- _Problem description_: Repeat exactly the lines from the first line of the records through the line containing "way up to the", and nothing more.

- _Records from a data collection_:
______

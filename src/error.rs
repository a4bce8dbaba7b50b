//! use identitykit::error::IdentityKitError;

use thiserror::Error;

/// Represents errors that can occur in the IdentityKit library.
///
/// The variants keep the failure kind distinct all the way up to the
/// [`Dispatcher`](crate::dispatch::Dispatcher), which is the only place where
/// they are collapsed into an absent result.
#[derive(Debug, Error, Clone, PartialEq, Eq)]
pub enum IdentityKitError {
    /// Input was not well-formed DER, or not the structure that was expected.
    #[error("Malformed input: {0}")]
    MalformedInput(String),

    /// The private key does not correspond to the certificate's public key.
    #[error("Private key does not match the certificate public key")]
    KeyCertMismatch,

    /// Error from the underlying encoding or cryptographic primitives.
    #[error("Failed to encode data: {0}")]
    EncodingFailure(String),

    /// Serialization finished without producing any output.
    #[error("Serialization produced no output: {0}")]
    SerializationFailure(String),

    /// The PKCS#12 MAC did not verify, usually because of a wrong password.
    #[error("PKCS#12 integrity check failed")]
    IntegrityCheckFailed,

    /// A key store lookup found nothing.
    #[error("Not found: {0}")]
    NotFound(String),

    /// Error due to invalid input.
    #[error("Invalid input: {0}")]
    InvalidInput(String),

    /// Error during key generation.
    #[error("Key generation error: {0}")]
    KeyGenerationError(String),

    /// Error reported by an identity store backend.
    #[error("Storage error: {0}")]
    StorageError(String),
}

impl From<der::Error> for IdentityKitError {
    /// Converts a `der::Error` into an `IdentityKitError`.
    fn from(err: der::Error) -> Self {
        IdentityKitError::MalformedInput(err.to_string())
    }
}

impl From<rsa::pkcs1::Error> for IdentityKitError {
    fn from(err: rsa::pkcs1::Error) -> Self {
        IdentityKitError::MalformedInput(err.to_string())
    }
}

impl From<pkcs8::Error> for IdentityKitError {
    fn from(err: pkcs8::Error) -> Self {
        IdentityKitError::MalformedInput(err.to_string())
    }
}

impl From<pkcs8::spki::Error> for IdentityKitError {
    fn from(err: pkcs8::spki::Error) -> Self {
        IdentityKitError::MalformedInput(err.to_string())
    }
}

/// Result type used across the crate.
pub type Result<T> = std::result::Result<T, IdentityKitError>;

______

- _Response below_:
filename src/error.rs
repository a4bce8dbaba7b50b
//! use identitykit::error::IdentityKitError;

use thiserror::Error;

/// Represents errors that can occur in the IdentityKit library.
///
/// The variants keep the failure kind distinct all the way up to the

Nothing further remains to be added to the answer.